Fern churns round the corner now, laying on the horn, screaming at the top of her lungs. About thirty metres ahead, men and women heave together as one contorted mass, spewing rocks and obscenities. The caped figure of Flash wrenches himself free, and tears across the grass,
the sidewalk and through parked cars. Hypnotized by the sight of his cape snapping toward her, Fern’s foot continues to shove the gas until something large flies out from the crowd. Martin Flash is slapped across her windshield like a scrap of paper before he flutters down and off the hood of her skidding car.

Fern is paralyzed, her foot jammed into the brake as police demand public order over bullhorns in the distance. Protestors stand in the street, mouths open, staring at Fern.

She stares back. The sun has shrunken her pupils to nothing, giving her pale eyes the look of the blind. Pushing the gear shift into park, she steps out of her car and around to the front.

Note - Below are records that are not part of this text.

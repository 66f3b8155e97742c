//! Binary tensor dump tooling built around the compiler core.

pub mod blob_dump;

pub use blob_dump::{read_blob, write_blob, BlobHeader};
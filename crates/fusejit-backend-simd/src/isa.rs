//! Target instruction-set tiers and their register-file capabilities.

use serde::{Deserialize, Serialize};

/// Vector capability level of the target processor.
///
/// The tier fixes the vector width, the architectural register counts, and
/// which composite operations (blend, fused multiply-add) are native rather
/// than emulated with extra scratch registers.
#[derive(Debug, Clone, Copy, PartialEq, Eq, Hash, Serialize, Deserialize)]
pub enum IsaLevel {
    /// 128-bit vectors, 16 vector registers, no native blend/fma.
    Baseline128,
    /// 256-bit vectors, 16 vector registers, native blend and fma.
    Wide256,
    /// 512-bit vectors, 32 vector registers, native blend and fma.
    Wide512,
}

impl IsaLevel {
    pub fn vector_bytes(self) -> usize {
        match self {
            IsaLevel::Baseline128 => 16,
            IsaLevel::Wide256 => 32,
            IsaLevel::Wide512 => 64,
        }
    }

    /// Number of f32 lanes per vector register.
    pub fn lanes_f32(self) -> usize {
        self.vector_bytes() / 4
    }

    pub fn vector_registers(self) -> usize {
        match self {
            IsaLevel::Baseline128 | IsaLevel::Wide256 => 16,
            IsaLevel::Wide512 => 32,
        }
    }

    /// Addressable general-purpose registers available to a kernel for
    /// buffer pointers, the constant-table base, and emitter scratch.
    pub fn general_registers(self) -> usize {
        8
    }

    /// Blend and fused multiply-add exist as single instructions on the
    /// wide tiers; the baseline tier emulates them with logical ops.
    pub fn has_native_blend(self) -> bool {
        !matches!(self, IsaLevel::Baseline128)
    }

    pub fn has_native_fma(self) -> bool {
        !matches!(self, IsaLevel::Baseline128)
    }

    pub fn name(self) -> &'static str {
        match self {
            IsaLevel::Baseline128 => "baseline128",
            IsaLevel::Wide256 => "wide256",
            IsaLevel::Wide512 => "wide512",
        }
    }
}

Furious strangers glare from all sides as she hunches beside Martin Flash. A rat hangs dead from a pink lined pocket inside his cape.

Fern puts her cheek to his, says, “Forgive them, Lord, they know not what they do,” and carefully lays her body down beside his.

“Shh.” Flash slits one eye open just enough for her to catch it and whispers, “Lie still,” as cameramen cut through, circle around and crouch for a clear shot.

You Sound Tiny

A
PETULANT MOAN FILLED THE ROOM,
the bawl of something small that would one day grow into its large paws. I could feel the vibration of whimpers through his hands as he clutched my hair, edged a blade harder against my neck—or maybe it was just the nails of the hand holding the knife that bit me.

“You can’t let her go,” Ed insisted. Then into my ear, “Tell them who you work for. Where is my
mouse
money!”

He was demanding cash again as if I were a bank teller, as if I had control over more than renewing overdue books.

A police officer inched forward, hands expansive, arms wide. He said, “Before I became a cop, you know what I was going to be? A marriage counsellor! Let’s just sit down and talk, the three of us. This doesn’t solve anything, does it.”

Two more police officers stood outside the library doors. A walkie-talkie squawked from the hall and a hand rushed to silence it.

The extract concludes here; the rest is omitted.